- Born: Matthew Maxwell Taylor Kennedy Jr. September 18, 1993 (age 32)
- Education: Harvard University (BA) Stanford University (JD)
- Occupation: Political organizer
- Political party: Democratic
- Father: Max Kennedy
- Family: Kennedy family

= Max Kennedy Jr. =

American government volunteer, political organizer, and member of the Kennedy family

 Matthew Maxwell Taylor Kennedy Jr. (born September 18, 1993) is an American government volunteer, political organizer, and member of the Kennedy family. He is the whistleblower who sent a complaint to the United States House Committee on Oversight and Reform regarding the White House Coronavirus Task Force, which he worked on as a volunteer.
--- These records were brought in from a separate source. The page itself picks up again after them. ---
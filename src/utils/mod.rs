//! Small shared utilities: wall-clock access and trade-id generation.

use std::sync::atomic::{AtomicU64, Ordering};
use std::time::{SystemTime, UNIX_EPOCH};
use uuid::Uuid;

/// Returns the current wall-clock time in milliseconds since the Unix epoch.
pub fn current_time_millis() -> u64 {
    SystemTime::now()
        .duration_since(UNIX_EPOCH)
        .map(|d| d.as_millis() as u64)
        .unwrap_or(0)
}

/// A thread-safe generator for sequential, namespace-scoped trade ids.
///
/// Each id is a UUID v5 derived from the generator's namespace and an
/// incrementing counter, so ids are unique within an engine instance and
/// reproducible when the same namespace is replayed.
#[derive(Debug)]
pub struct TradeIdGenerator {
    namespace: Uuid,
    counter: AtomicU64,
}

impl TradeIdGenerator {
    /// Creates a generator scoped to the given namespace.
    pub fn new(namespace: Uuid) -> Self {
        Self {
            namespace,
            counter: AtomicU64::new(0),
        }
    }

    /// Generates the next id in sequence.
    pub fn next(&self) -> Uuid {
        let counter = self.counter.fetch_add(1, Ordering::SeqCst);
        Uuid::new_v5(&self.namespace, counter.to_string().as_bytes())
    }
}
//! Per-symbol worker state.
//!
//! One worker owns everything mutable about a symbol: its book, its
//! advanced-order registry, the order lifecycle records, per-order
//! reservations, and the sequence counters. The engine serializes all
//! operations on a symbol through the worker's mutex; distinct symbols
//! run in parallel and only ever share the ledger.

use crate::book::OrderBook;
use crate::refdata::SymbolInfo;
use crate::registry::AdvancedOrderRegistry;
use crate::types::{AssetId, Order, OrderId};
use std::collections::HashMap;

/// The unconsumed part of an order's balance reservation: quote for buys,
/// base for sells. Decremented as settlements consume locked balance and
/// released in full when the order terminates.
#[derive(Debug, Clone)]
pub(crate) struct Reservation {
    /// The locked asset.
    pub asset: AssetId,
    /// Locked quantity not yet consumed by settlement.
    pub remaining: u128,
}

#[derive(Debug)]
pub(crate) struct SymbolWorker {
    pub info: SymbolInfo,
    pub book: OrderBook,
    pub registry: AdvancedOrderRegistry,
    pub orders: HashMap<OrderId, Order>,
    pub reservations: HashMap<OrderId, Reservation>,
    next_sequence: u64,
    next_event_sequence: u64,
}

impl SymbolWorker {
    pub fn new(info: SymbolInfo) -> Self {
        let book = OrderBook::new(info.symbol.clone(), info.smp_policy);
        Self {
            info,
            book,
            registry: AdvancedOrderRegistry::new(),
            orders: HashMap::new(),
            reservations: HashMap::new(),
            next_sequence: 0,
            next_event_sequence: 0,
        }
    }

    /// Next arrival sequence; strictly increasing within the symbol and
    /// the canonical tiebreaker for time priority.
    pub fn next_sequence(&mut self) -> u64 {
        self.next_sequence += 1;
        self.next_sequence
    }

    /// Next journal event sequence for this symbol.
    pub fn next_event_sequence(&mut self) -> u64 {
        self.next_event_sequence += 1;
        self.next_event_sequence
    }

    /// Decrements an order's reservation as settlement consumes it.
    pub fn consume_reservation(&mut self, order: OrderId, amount: u128) {
        if let Some(reservation) = self.reservations.get_mut(&order) {
            reservation.remaining = reservation.remaining.saturating_sub(amount);
        }
    }
}
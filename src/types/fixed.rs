//! Fixed-point arithmetic helpers.
//!
//! All quantities and prices in the engine are raw `u128` integers. An asset
//! with scale `s` stores a quantity `q` as `q * 10^s` raw units; a price for
//! `BASE/QUOTE` is raw quote units per one whole base unit. No floating point
//! is used anywhere in a balance or matching path.

/// Number of decimal digits an asset carries (e.g. 2 for USD, 8 for crypto).
pub type Scale = u32;

/// Returns `10^scale` as a `u128`.
pub fn pow10(scale: Scale) -> u128 {
    10u128.pow(scale)
}

/// Computes the quote-asset notional of `quantity` base-raw units traded at
/// `price`, i.e. `price * quantity / 10^base_scale` with floor division.
///
/// Returns `None` on multiplication overflow. Floor rounding only ever
/// strands residue inside the payer's own locked balance, which is released
/// when the order terminates, so per-asset conservation is exact.
pub fn checked_notional(price: u128, quantity: u128, base_scale: Scale) -> Option<u128> {
    price.checked_mul(quantity).map(|n| n / pow10(base_scale))
}
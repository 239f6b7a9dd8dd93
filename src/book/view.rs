//! Read-only views over the book, recomputed on demand.

use serde::Serialize;

/// One aggregated price level in a depth view.
#[derive(Debug, Clone, PartialEq, Eq, Serialize)]
pub struct LevelView {
    /// The level's price.
    pub price: u128,
    /// Aggregate resting quantity at the price.
    pub quantity: u128,
    /// Number of resting orders at the price.
    pub orders: usize,
}

/// A point-in-time depth snapshot: the top `n` levels of each side, best
/// first, plus the last trade price.
#[derive(Debug, Clone, Serialize)]
pub struct DepthSnapshot {
    /// Bid levels, highest price first.
    pub bids: Vec<LevelView>,
    /// Ask levels, lowest price first.
    pub asks: Vec<LevelView>,
    /// The last price at which the symbol traded, if any.
    pub last_trade_price: Option<u128>,
}
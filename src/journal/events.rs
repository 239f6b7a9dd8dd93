//! Journal record types.

use crate::engine::RejectReason;
use crate::types::{OrderId, OrderRequest, ParticipantId, Symbol, Trade};
use serde::{Deserialize, Serialize};

/// One journaled state transition.
///
/// `sequence` is strictly increasing per symbol and matches the order in
/// which transitions occurred on that symbol's worker. Cross-symbol
/// ordering is whatever the sink observes.
#[derive(Debug, Clone, Serialize, Deserialize)]
pub struct EngineEvent {
    /// Per-symbol event sequence.
    pub sequence: u64,
    /// The symbol the event belongs to.
    pub symbol: Symbol,
    /// The order the transition applies to. Ids are assigned only to
    /// accepted submissions; a rejection of a request that never became
    /// an order carries `OrderId(0)`.
    pub order: OrderId,
    /// The order's owner.
    pub participant: ParticipantId,
    /// Wall-clock timestamp in milliseconds.
    pub timestamp: u64,
    /// The transition and its payload.
    pub kind: EventKind,
}

/// The transition kinds, one per order state change.
#[derive(Debug, Clone, Serialize, Deserialize)]
#[serde(rename_all = "snake_case")]
pub enum EventKind {
    /// The order passed ingress. Carries the full request so the journal
    /// alone suffices to rebuild engine state.
    Accepted {
        /// The submission as received.
        request: OrderRequest,
    },
    /// The order was refused at ingress; no state outside the lifecycle
    /// manager changed.
    Rejected {
        /// Why.
        reason: RejectReason,
    },
    /// A trade executed. Emitted once per match, on the taker's event
    /// stream; the record carries both sides.
    Trade {
        /// The execution.
        trade: Trade,
    },
    /// The order was partially filled and keeps working.
    PartialFill {
        /// Quantity filled so far.
        filled: u128,
        /// Quantity still working.
        remaining: u128,
    },
    /// The order is fully filled.
    Filled,
    /// The order was cancelled. `by_user` distinguishes an explicit cancel
    /// request from engine-driven cancellation (IOC remainder, self-match,
    /// OCO sibling); only user cancels are re-applied during replay.
    Cancelled {
        /// Whether a participant requested the cancel.
        by_user: bool,
    },
    /// The order's quantity was reduced in place, preserving time
    /// priority. Journaled so replay reproduces the book exactly; price
    /// changes are journaled as a cancel plus a fresh acceptance instead.
    Reduced {
        /// The new total quantity.
        new_quantity: u128,
    },
    /// The order expired by time in force.
    Expired,
    /// A conditional order's trigger fired; the re-submission follows.
    Triggered {
        /// The price that satisfied the trigger condition.
        trigger_price: u128,
    },
}

impl EventKind {
    /// Short tag for logs and metrics.
    pub fn tag(&self) -> &'static str {
        match self {
            EventKind::Accepted { .. } => "ACCEPTED",
            EventKind::Rejected { .. } => "REJECTED",
            EventKind::Trade { .. } => "TRADE",
            EventKind::PartialFill { .. } => "PARTIAL_FILL",
            EventKind::Filled => "FILLED",
            EventKind::Cancelled { .. } => "CANCELLED",
            EventKind::Reduced { .. } => "REDUCED",
            EventKind::Expired => "EXPIRED",
            EventKind::Triggered { .. } => "TRIGGERED",
        }
    }
}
Kennedy worked for the Democratic Party on their 2020 campaign efforts.

== Biography ==
Kennedy was born on September 18, 1993, to Victoria Anne Strauss and Max Kennedy. He is a grandson of Robert F. Kennedy and Ethel Kennedy. Kennedy grew up in Hyannis Port, Massachusetts, near the Kennedy Compound. As a teenager he volunteered with Riverkeeper. He graduated from Harvard University in 2016. After graduating, he did part time work at consulting and investment firms and had planned to take the LSAT in March 2020 and apply to law schools, until the onset of the COVID-19 pandemic. A lifelong Democrat, Kennedy felt torn about volunteering to work in the Trump Administration, but decided the job "didn't seem political." He joined the White House Coronavirus Task Force's Supply-Chain Task Force, led by President Donald Trump's son-in-law, Jared Kushner, that formed to provide protective equipment to places where outbreaks of the virus had occurred.

On his first day as a task force volunteer, Kennedy arrived at the Federal Emergency Management Agency headquarters and joined a team of a dozen volunteers, all in their twenties. Kennedy, who took the position with the intention of being support staff for the task force, told The New Yorker that he and the other volunteers were the official task force team for the U.S. Federal Government. He and other volunteers were responsible for obtaining medical supplies using their own personal computers and private email accounts. Kennedy was pressured by Brad Smith, an appointee directing the task force, to create a model with false information on the projected number of coronavirus fatalities in the United States. Kennedy declined to perform the assignment. Kennedy stated that the task force was instructed to prioritize requests from the President's supporters and friends, including Jeanine Pirro. They were also instructed to direct millions of dollars' worth of medical supplies to five pre-selected distributors. In April 2020, despite having signed a nondisclosure agreement, he sent an anonymous complaint to the United States House Committee on Oversight and Reform detailing failures and "dangerous incompetence" in the Trump Administration's response to the pandemic. Kennedy referred to the Trump Administration's coronavirus response as "family office meets organized crime, melded with Lord of the Flies" and called it "a government of chaos." He quit the task force later that month and now works for the Democratic Party, and helped on the Joe Biden 2020 presidential campaign.

Kennedy is featured in Alex Gibney's 2020 documentary Totally Under Control.